- The European Commission has proposed interim measures "to restore and maintain effective competition" while it wraps up its review of Illumina's $8 billion acquisition of Grail.
- Illumina, facing the prospect of the deal expiring, closed the takeover last month despite the Commission's ongoing review. The Commission has now hit back with measures to counter the effect of the merger.
- Full details of the measures are yet to emerge but the Commission said they go beyond Illumina's unilateral decision to keep Grail separate until the situation is resolved. As Illumina warned at the time of the merger, the Commission could fine it 10% of its annual turnover.
The Commission’s statement to disclose the planned interim measures points to the unchartered territory Illumina moved into when it closed the Grail deal. Commission executive vice president Margrethe Vestager, who is in charge of competition policy, said the merger is the first time companies have "openly" implemented a deal during an in-depth investigation. In response to the "unprecedented" action, the Commission is proposing interim measures for the first time.

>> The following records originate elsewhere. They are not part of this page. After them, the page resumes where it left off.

use ndarray::{Array1, Array2, ArrayView1, ArrayViewD, ArrayViewMutD, s};
use rand::Rng;
use serde::{Deserialize, Serialize};
use strum::EnumCount;

use crate::{
    agent::{
        config::{InputDims, NetworkShape},
        layers::{Conv1d, Dense, Recurrent, dropout_mask, relu},
    },
    error::{AgentError, TraderResult},
    gym::trading::{action::Action, state::State},
};

/// Intermediate values of a learning forward pass.
#[derive(Debug, Clone)]
pub struct ForwardCache {
    conv_z: Array2<f64>,
    hidden_states: Array2<f64>,
    fused: Array1<f64>,
    hidden_z: Array1<f64>,
    mask: Option<Array1<f64>>,
    hidden_out: Array1<f64>,
}

/// Q-function approximator: `(MarketWindow, AccountState) -> [Q; Action::COUNT]`.
///
/// ```text
/// window ─┬─ Conv1d ─ ReLU ─ mean over time ─┐
///         └─ Recurrent (tanh) ─ last state ──┼─ concat ─ Dense ─ ReLU ─ Dropout ─ Dense ─ Q
/// account ───────────────────────────────────┘
/// ```
#[derive(Debug, Clone, PartialEq, Serialize, Deserialize)]
pub struct QNetwork {
    dims: InputDims,
    shape: NetworkShape,
    conv: Conv1d,
    recurrent: Recurrent,
    hidden: Dense,
    output: Dense,
}

impl QNetwork {
    pub fn new<R: Rng + ?Sized>(dims: InputDims, shape: NetworkShape, rng: &mut R) -> Self {
        let conv = Conv1d::new(dims.feature_count, shape.conv_filters, shape.kernel_size, rng);
        let recurrent = Recurrent::new(dims.feature_count, shape.recurrent_units, rng);
        let fused = shape.conv_filters + shape.recurrent_units + dims.account_len;
        let hidden = Dense::new(fused, shape.hidden_units, rng);
        let output = Dense::new(shape.hidden_units, Action::COUNT, rng);
        Self {
            dims,
            shape,
            conv,
            recurrent,
            hidden,
            output,
        }
    }

    /// Same architecture with every parameter set to zero, used as a gradient
    /// accumulator.
    pub fn zeros_like(&self) -> Self {
        Self {
            dims: self.dims,
            shape: self.shape,
            conv: self.conv.zeros_like(),
            recurrent: self.recurrent.zeros_like(),
            hidden: self.hidden.zeros_like(),
            output: self.output.zeros_like(),
        }
    }

    pub fn dims(&self) -> InputDims {
        self.dims
    }

    pub fn shape(&self) -> NetworkShape {
        self.shape
    }

    pub fn output_layer(&self) -> &Dense {
        &self.output
    }

    pub fn output_layer_mut(&mut self) -> &mut Dense {
        &mut self.output
    }

    pub fn parameter_count(&self) -> usize {
        self.tensors().iter().map(|t| t.len()).sum()
    }

    pub fn check_input(&self, state: &State) -> TraderResult<()> {
        let got = (state.market.len(), state.market.feature_count());
        let want = (self.dims.window_size, self.dims.feature_count);
        if got != want {
            return Err(AgentError::ShapeMismatch {
                expected: format!("{want:?}"),
                actual: format!("{got:?}"),
            }
            .into());
        }
        Ok(())
    }

    // ============================================================================================
    // Forward
    // ============================================================================================

    /// Inference pass, dropout disabled.
    pub fn forward(&self, state: &State) -> TraderResult<Array1<f64>> {
        self.check_input(state)?;
        let window = state.market.view();
        let fused = self.fuse(
            self.conv.forward(window).view(),
            self.recurrent.forward(window).view(),
            state,
        );
        let hidden = self.hidden.forward(fused.view()).mapv(relu);
        Ok(self.output.forward(hidden.view()))
    }

    /// Learning pass with dropout drawn from `rng`.
    pub fn forward_train<R: Rng + ?Sized>(
        &self,
        state: &State,
        rng: &mut R,
    ) -> TraderResult<(Array1<f64>, ForwardCache)> {
        self.check_input(state)?;
        let window = state.market.view();

        let conv_z = self.conv.pre_activation(window);
        let hidden_states = self.recurrent.hidden_states(window);
        let last = hidden_states.row(hidden_states.nrows() - 1);
        let fused = self.fuse(Conv1d::pool(&conv_z).view(), last, state);

        let hidden_z = self.hidden.forward(fused.view());
        let mut hidden_out = hidden_z.mapv(relu);
        let mask = (self.shape.dropout > 0.0)
            .then(|| dropout_mask(hidden_out.len(), self.shape.dropout, rng));
        if let Some(m) = &mask {
            hidden_out *= m;
        }

        let q = self.output.forward(hidden_out.view());
        Ok((
            q,
            ForwardCache {
                conv_z,
                hidden_states,
                fused,
                hidden_z,
                mask,
                hidden_out,
            },
        ))
    }

    fn fuse(
        &self,
        conv: ArrayView1<'_, f64>,
        recurrent: ArrayView1<'_, f64>,
        state: &State,
    ) -> Array1<f64> {
        let account = state.account.to_array();
        conv.iter()
            .chain(recurrent.iter())
            .chain(account.iter())
            .copied()
            .collect()
    }

    // ============================================================================================
    // Backward
    // ============================================================================================

    /// Accumulates `dL/dθ` for one sample into `grads`, given `dq = dL/dQ`.
    pub fn backward(
        &self,
        state: &State,
        cache: &ForwardCache,
        dq: ArrayView1<'_, f64>,
        grads: &mut QNetwork,
    ) {
        let window = state.market.view();

        let mut d_hidden = self
            .output
            .backward(cache.hidden_out.view(), dq, &mut grads.output);
        if let Some(m) = &cache.mask {
            d_hidden *= m;
        }
        let d_hidden_z = ndarray::Zip::from(&d_hidden)
            .and(&cache.hidden_z)
            .map_collect(|d, z| if *z > 0.0 { *d } else { 0.0 });

        let d_fused = self
            .hidden
            .backward(cache.fused.view(), d_hidden_z.view(), &mut grads.hidden);

        let c = self.shape.conv_filters;
        let r = self.shape.recurrent_units;
        self.conv.backward(
            window,
            &cache.conv_z,
            d_fused.slice(s![..c]),
            &mut grads.conv,
        );
        self.recurrent.backward(
            window,
            &cache.hidden_states,
            d_fused.slice(s![c..c + r]),
            &mut grads.recurrent,
        );
    }

    // ============================================================================================
    // Parameters
    // ============================================================================================

    /// Every trainable tensor, in a fixed order shared with [`Self::tensors_mut`].
    pub fn tensors(&self) -> Vec<ArrayViewD<'_, f64>> {
        let mut out = Vec::with_capacity(9);
        out.extend(self.conv.tensors());
        out.extend(self.recurrent.tensors());
        out.extend(self.hidden.tensors());
        out.extend(self.output.tensors());
        out
    }

    pub fn tensors_mut(&mut self) -> Vec<ArrayViewMutD<'_, f64>> {
        let mut out = Vec::with_capacity(9);
        out.extend(self.conv.tensors_mut());
        out.extend(self.recurrent.tensors_mut());
        out.extend(self.hidden.tensors_mut());
        out.extend(self.output.tensors_mut());
        out
    }

    /// `θ ← τ·θ_source + (1 − τ)·θ`. `τ = 1` is a hard copy.
    pub fn soft_update(&mut self, source: &QNetwork, tau: f64) {
        for (mut dst, src) in self.tensors_mut().into_iter().zip(source.tensors()) {
            dst.zip_mut_with(&src, |d, s| *d = tau * s + (1.0 - tau) * *d);
        }
    }

    pub fn global_norm(&self) -> f64 {
        self.tensors()
            .iter()
            .flat_map(|t| t.iter())
            .map(|v| v * v)
            .sum::<f64>()
            .sqrt()
    }

    /// Rescales all tensors so their joint L2 norm is at most `max_norm`.
    /// Returns the norm before clipping.
    pub fn clip_global_norm(&mut self, max_norm: f64) -> f64 {
        let norm = self.global_norm();
        if norm.is_finite() && norm > max_norm {
            let factor = max_norm / norm;
            for mut t in self.tensors_mut() {
                t.mapv_inplace(|v| v * factor);
            }
        } else if !norm.is_finite() {
            for mut t in self.tensors_mut() {
                t.fill(0.0);
            }
        }
        norm
    }
}

#[cfg(test)]
mod tests {
    use rand::{SeedableRng, rngs::StdRng};

    use super::*;
    use crate::gym::trading::state::{AccountState, MarketWindow};

    fn dims() -> InputDims {
        InputDims::new(6, 3)
    }

    fn shape(dropout: f64) -> NetworkShape {
        NetworkShape {
            conv_filters: 4,
            kernel_size: 3,
            recurrent_units: 5,
            hidden_units: 8,
            dropout,
        }
    }

    fn state(seed: u64) -> State {
        let mut rng = StdRng::seed_from_u64(seed);
        let window = Array2::from_shape_fn((6, 3), |_| rng.random::<f64>());
        State::new(
            MarketWindow::new(window),
            AccountState {
                position: 1.0,
                unrealized_pnl_ratio: 0.02,
                relative_entry_offset: -0.01,
            },
        )
    }

    #[test]
    fn outputs_one_value_per_action() {
        let mut rng = StdRng::seed_from_u64(0);
        let net = QNetwork::new(dims(), shape(0.2), &mut rng);
        let q = net.forward(&state(1)).unwrap();
        assert_eq!(q.len(), 4);
        assert!(q.iter().all(|v| v.is_finite()));
        assert_eq!(net.tensors().len(), 9);
        assert_eq!(net.parameter_count(), net.zeros_like().parameter_count());
    }

    #[test]
    fn rejects_wrong_window_shape() {
        let mut rng = StdRng::seed_from_u64(0);
        let net = QNetwork::new(dims(), shape(0.0), &mut rng);
        let bad = State::new(MarketWindow::new(Array2::zeros((5, 3))), AccountState::flat());
        assert!(net.forward(&bad).is_err());
    }

    #[test]
    fn training_pass_without_dropout_matches_inference() {
        let mut rng = StdRng::seed_from_u64(0);
        let net = QNetwork::new(dims(), shape(0.0), &mut rng);
        let s = state(2);
        let (q, _) = net.forward_train(&s, &mut rng).unwrap();
        let q_inf = net.forward(&s).unwrap();
        for (a, b) in q.iter().zip(q_inf.iter()) {
            assert!((a - b).abs() < 1e-12);
        }
    }

    #[test]
    fn gradients_match_finite_differences() {
        let mut rng = StdRng::seed_from_u64(11);
        let mut net = QNetwork::new(dims(), shape(0.0), &mut rng);
        let s = state(5);
        // L = Σ w_a · Q_a
        let w = Array1::from_vec(vec![0.3, -1.2, 0.7, 0.5]);
        let loss = |n: &QNetwork| n.forward(&s).unwrap().dot(&w);

        let (_, cache) = net.forward_train(&s, &mut rng).unwrap();
        let mut grads = net.zeros_like();
        net.backward(&s, &cache, w.view(), &mut grads);
        let analytic: Vec<Vec<f64>> = grads
            .tensors()
            .iter()
            .map(|t| t.iter().copied().collect())
            .collect();

        let eps = 1e-6;
        for (ti, tensor) in analytic.iter().enumerate() {
            for j in [0, tensor.len() / 2, tensor.len() - 1] {
                let original = net.tensors()[ti].iter().nth(j).copied().unwrap();

                set_param(&mut net, ti, j, original + eps);
                let up = loss(&net);
                set_param(&mut net, ti, j, original - eps);
                let down = loss(&net);
                set_param(&mut net, ti, j, original);

                let numeric = (up - down) / (2.0 * eps);
                let diff = (numeric - tensor[j]).abs();
                assert!(
                    diff < 1e-5 + 1e-3 * numeric.abs(),
                    "tensor {ti} index {j}: numeric {numeric}, analytic {}",
                    tensor[j]
                );
            }
        }
    }

    fn set_param(net: &mut QNetwork, tensor: usize, index: usize, value: f64) {
        let mut tensors = net.tensors_mut();
        if let Some(v) = tensors[tensor].iter_mut().nth(index) {
            *v = value;
        }
    }

    #[test]
    fn soft_update_blends_and_hard_copies() {
        let mut rng = StdRng::seed_from_u64(3);
        let main = QNetwork::new(dims(), shape(0.2), &mut rng);
        let original = QNetwork::new(dims(), shape(0.2), &mut rng);

        let mut half = original.clone();
        half.soft_update(&main, 0.5);
        let expected = main.output_layer().weights[[0, 0]] * 0.5
            + original.output_layer().weights[[0, 0]] * 0.5;
        assert!((half.output_layer().weights[[0, 0]] - expected).abs() < 1e-12);

        let mut copy = original.clone();
        copy.soft_update(&main, 1.0);
        assert_eq!(copy, main);
    }

    #[test]
    fn clipping_bounds_the_global_norm() {
        let mut rng = StdRng::seed_from_u64(4);
        let mut net = QNetwork::new(dims(), shape(0.0), &mut rng);
        let before = net.clip_global_norm(0.5);
        assert!(before > 0.5);
        assert!((net.global_norm() - 0.5).abs() < 1e-9);
    }
}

Illumina and Grail have a chance to respond to the Commission's objections before the imposition of the interim measures. The Commission said Illumina and Grail will be legally obliged to comply with the measures and could be fined up to 10% of their turnover or revenue if they fail to do so. Illumina and Grail also face a fine of up to 10% of their turnover if a separate probe finds they broke merger rules.
While the situation is new, the Commission's response so far is in line with Illumina's expectations. "We had anticipated that the Commission would seek to impose a hold separate order, and this is the reason why it has already voluntarily agreed to such an arrangement; their proposals are based on Illumina's voluntary undertakings," Illumina said in a statement shared with Reuters.
The Commission's action is another early step in a saga that could run for years. If the Commission opposes the merger when it completes its review, Illumina's path forward will be through the courts. Illumina, which argues the European Union lacks jurisdiction over the deal, expects a court ruling on its challenge in the first quarter. With Illumina committed to appealing a negative decision, the legal battle could continue until around 2025.
If Illumina ultimately loses its fight with the Commission, it will need to offload Grail, potentially in an IPO. The path to that outcome could feature significant fines but there was also a cost to waiting for the Commission to complete its review, with Illumina needing to pay a $300 million termination fee and make a $300 million investment in Grail if it failed to close the deal by Dec. 20.